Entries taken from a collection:
++++

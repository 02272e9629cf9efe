//! Configuration types for pagination defaults
//!
//! Pagination defaults and link settings are loaded from YAML:
//!
//! ```yaml
//! page_size: 25
//! max_page_size: 100
//! order: desc
//! links:
//!   base_url: https://api.example.com/products
//!   page_param: p
//!   include_total_pages: true
//! ```

use crate::error::{Error, Result};
use crate::guard;
use crate::pagination::{CursorParams, PageParams, DEFAULT_PAGE_SIZE};
use crate::transform::{
    CursorUrlTransformer, LinkBuilder, SimpleUrlTransformer, SizeAwareUrlTransformer,
    DEFAULT_CURSOR_PARAM, DEFAULT_PAGE_PARAM, DEFAULT_PAGE_SIZE_PARAM,
};
use crate::types::{CursorKey, SortOrder};
use serde::{Deserialize, Serialize};
use std::fs;
use std::path::Path;

// ============================================================================
// Top-Level Config
// ============================================================================

/// Pagination configuration loaded from YAML
#[derive(Debug, Clone, PartialEq, Eq, Serialize, Deserialize)]
pub struct PaginationConfig {
    /// Page size used when a request gives none
    #[serde(default = "default_page_size")]
    pub page_size: u32,

    /// Largest page size a request may ask for
    #[serde(default)]
    pub max_page_size: Option<u32>,

    /// Default traversal order for cursor pagination
    #[serde(default)]
    pub order: SortOrder,

    /// Navigation link settings
    #[serde(default)]
    pub links: LinksConfig,
}

fn default_page_size() -> u32 {
    DEFAULT_PAGE_SIZE
}

impl Default for PaginationConfig {
    fn default() -> Self {
        Self {
            page_size: DEFAULT_PAGE_SIZE,
            max_page_size: None,
            order: SortOrder::Ascending,
            links: LinksConfig::default(),
        }
    }
}

// ============================================================================
// Links Config
// ============================================================================

/// Settings for navigation URLs
#[derive(Debug, Clone, PartialEq, Eq, Serialize, Deserialize)]
pub struct LinksConfig {
    /// Base URL links are built on; empty for relative links
    #[serde(default)]
    pub base_url: String,

    /// Query parameter carrying the page number
    #[serde(default = "default_page_param")]
    pub page_param: String,

    /// Query parameter carrying the page size
    #[serde(default = "default_page_size_param")]
    pub page_size_param: String,

    /// Query parameter carrying the cursor
    #[serde(default = "default_cursor_param")]
    pub cursor_param: String,

    /// Add the total item count to size-aware links
    #[serde(default)]
    pub include_total_items: bool,

    /// Add the total page count to size-aware links
    #[serde(default)]
    pub include_total_pages: bool,
}

fn default_page_param() -> String {
    DEFAULT_PAGE_PARAM.to_string()
}

fn default_page_size_param() -> String {
    DEFAULT_PAGE_SIZE_PARAM.to_string()
}

fn default_cursor_param() -> String {
    DEFAULT_CURSOR_PARAM.to_string()
}

impl Default for LinksConfig {
    fn default() -> Self {
        Self {
            base_url: String::new(),
            page_param: default_page_param(),
            page_size_param: default_page_size_param(),
            cursor_param: default_cursor_param(),
            include_total_items: false,
            include_total_pages: false,
        }
    }
}

// ============================================================================
// Loading
// ============================================================================

/// Load a pagination config from a YAML file
pub fn load_config(path: impl AsRef<Path>) -> Result<PaginationConfig> {
    let path = path.as_ref();
    let content = fs::read_to_string(path).map_err(|e| {
        if e.kind() == std::io::ErrorKind::NotFound {
            Error::FileNotFound {
                path: path.display().to_string(),
            }
        } else {
            Error::config(format!(
                "Failed to read config file '{}': {}",
                path.display(),
                e
            ))
        }
    })?;
    load_config_from_str(&content)
}

/// Load a pagination config from a YAML string
pub fn load_config_from_str(yaml: &str) -> Result<PaginationConfig> {
    let config: PaginationConfig = serde_yaml::from_str(yaml)?;

    config.validate()?;
    Ok(config)
}

impl PaginationConfig {
    /// Check the config is internally consistent
    pub fn validate(&self) -> Result<()> {
        if self.page_size == 0 {
            return Err(Error::config("page_size must be greater than zero"));
        }

        if let Some(max) = self.max_page_size {
            if max < self.page_size {
                return Err(Error::config(format!(
                    "max_page_size ({max}) cannot be smaller than page_size ({})",
                    self.page_size
                )));
            }
        }

        for (name, value) in [
            ("links.page_param", &self.links.page_param),
            ("links.page_size_param", &self.links.page_size_param),
            ("links.cursor_param", &self.links.cursor_param),
        ] {
            if value.trim().is_empty() {
                return Err(Error::config(format!("{name} cannot be empty")));
            }
        }

        Ok(())
    }

    /// Page size for a request: the default when absent, clamped to the maximum
    pub fn resolve_page_size(&self, requested: Option<u32>) -> Result<u32> {
        let page_size = requested.unwrap_or(self.page_size);
        guard::greater_than_zero(page_size, "page_size")?;

        match self.max_page_size {
            Some(max) if page_size > max => {
                tracing::warn!(
                    requested = page_size,
                    max_page_size = max,
                    "Page size exceeds maximum, clamping"
                );
                Ok(max)
            }
            _ => Ok(page_size),
        }
    }

    /// Page-number parameters for a request
    pub fn page_params(&self, page: Option<u32>, page_size: Option<u32>) -> Result<PageParams> {
        let params = PageParams::new(page.unwrap_or(1), self.resolve_page_size(page_size)?);
        params.validate()?;
        Ok(params)
    }

    /// Cursor parameters for a request
    pub fn cursor_params<K: CursorKey>(
        &self,
        cursor: Option<K>,
        page_size: Option<u32>,
        order: Option<SortOrder>,
    ) -> Result<CursorParams<K>> {
        Ok(CursorParams {
            page_size: self.resolve_page_size(page_size)?,
            cursor,
            order: order.unwrap_or(self.order),
        })
    }

    /// Link builder configured from the `links` section
    pub fn link_builder(&self) -> Result<LinkBuilder> {
        let links = &self.links;
        LinkBuilder::new(links.base_url.clone())?
            .rename_param(DEFAULT_PAGE_PARAM, links.page_param.clone())?
            .rename_param(DEFAULT_PAGE_SIZE_PARAM, links.page_size_param.clone())?
            .rename_param(DEFAULT_CURSOR_PARAM, links.cursor_param.clone())
    }

    /// Transformer for pages without totals
    pub fn simple_transformer(&self) -> Result<SimpleUrlTransformer> {
        Ok(SimpleUrlTransformer::with_links(self.link_builder()?))
    }

    /// Transformer for pages with totals
    pub fn size_aware_transformer(&self) -> Result<SizeAwareUrlTransformer> {
        let mut transformer = SizeAwareUrlTransformer::with_links(self.link_builder()?);
        if self.links.include_total_items {
            transformer = transformer.include_total_items();
        }
        if self.links.include_total_pages {
            transformer = transformer.include_total_pages();
        }
        Ok(transformer)
    }

    /// Transformer for cursor pages
    pub fn cursor_transformer(&self) -> Result<CursorUrlTransformer> {
        Ok(CursorUrlTransformer::with_links(self.link_builder()?))
    }
}

#[cfg(test)]
mod tests {
    use super::*;
    use crate::pagination::SizedPage;
    use crate::transform::ResultTransformer;
    use pretty_assertions::assert_eq;
    use std::io::Write;

    #[test]
    fn test_load_minimal_config() {
        let config = load_config_from_str("{}").unwrap();
        assert_eq!(config, PaginationConfig::default());
        assert_eq!(config.links.page_param, "page");
    }

    #[test]
    fn test_load_full_config() {
        let yaml = r#"
page_size: 25
max_page_size: 100
order: desc
links:
  base_url: https://api.example.com/products
  page_param: p
  page_size_param: per_page
  cursor_param: after
  include_total_pages: true
"#;

        let config = load_config_from_str(yaml).unwrap();
        assert_eq!(config.page_size, 25);
        assert_eq!(config.max_page_size, Some(100));
        assert_eq!(config.order, SortOrder::Descending);
        assert_eq!(config.links.cursor_param, "after");
        assert!(config.links.include_total_pages);
        assert!(!config.links.include_total_items);
    }

    #[test]
    fn test_reject_zero_page_size() {
        let err = load_config_from_str("page_size: 0").unwrap_err();
        assert!(err.to_string().contains("page_size must be greater than zero"));
    }

    #[test]
    fn test_reject_max_below_default() {
        let err = load_config_from_str("page_size: 50\nmax_page_size: 10").unwrap_err();
        assert!(err.to_string().contains("max_page_size"));
    }

    #[test]
    fn test_reject_invalid_yaml() {
        let err = load_config_from_str("page_size: [").unwrap_err();
        assert!(matches!(err, Error::YamlParse(_)));
        assert!(err.to_string().starts_with("Failed to parse YAML"));
    }

    #[test]
    fn test_reject_unknown_order() {
        let err = load_config_from_str("order: sideways").unwrap_err();
        assert!(matches!(err, Error::YamlParse(_)));
    }

    #[test]
    fn test_load_config_from_file() {
        let mut file = tempfile::NamedTempFile::new().unwrap();
        writeln!(file, "page_size: 15").unwrap();

        let config = load_config(file.path()).unwrap();
        assert_eq!(config.page_size, 15);
    }

    #[test]
    fn test_load_config_missing_file() {
        let err = load_config("/nonexistent/pagination.yaml").unwrap_err();
        assert!(matches!(err, Error::FileNotFound { .. }));
    }

    #[test]
    fn test_resolve_page_size() {
        let config = PaginationConfig {
            page_size: 20,
            max_page_size: Some(50),
            ..Default::default()
        };

        assert_eq!(config.resolve_page_size(None).unwrap(), 20);
        assert_eq!(config.resolve_page_size(Some(30)).unwrap(), 30);
        assert_eq!(config.resolve_page_size(Some(500)).unwrap(), 50);
        assert!(matches!(
            config.resolve_page_size(Some(0)).unwrap_err(),
            Error::OutOfRange { .. }
        ));
    }

    #[test]
    fn test_page_and_cursor_params() {
        let config = load_config_from_str("page_size: 5\norder: desc").unwrap();

        let params = config.page_params(None, None).unwrap();
        assert_eq!(params, PageParams::new(1, 5));
        assert!(config.page_params(Some(0), None).is_err());

        let cursor = config.cursor_params(Some(42_i64), Some(8), None).unwrap();
        assert_eq!(cursor.page_size, 8);
        assert_eq!(cursor.cursor, Some(42));
        assert_eq!(cursor.order, SortOrder::Descending);
    }

    #[test]
    fn test_configured_links() {
        let yaml = r#"
links:
  base_url: https://api.example.com/products
  page_param: p
  include_total_items: true
"#;
        let config = load_config_from_str(yaml).unwrap();
        let page = SizedPage {
            items: vec![1, 2],
            page: 1,
            page_size: 2,
            total_items: 4,
            total_pages: 2,
        };

        let result = config.size_aware_transformer().unwrap().transform(page);
        assert_eq!(
            result.next_page_url,
            Some("https://api.example.com/products?p=2&pageSize=2&totalItems=4".to_string())
        );
    }
}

++++

#### WHAT YOU NEED TO DO
Write down again, exactly as given, only the lines above that fall from the line with "transformer = transformer.include_total_items();" to the line with "#[cfg(test)]", inclusive.

#### RESPONSE BOX
            transformer = transformer.include_total_items();
        }
        if self.links.include_total_pages {
            transformer = transformer.include_total_pages();
        }
        Ok(transformer)
    }

    /// Transformer for cursor pages
    pub fn cursor_transformer(&self) -> Result<CursorUrlTransformer> {
        Ok(CursorUrlTransformer::with_links(self.link_builder()?))
    }
}

#[cfg(test)]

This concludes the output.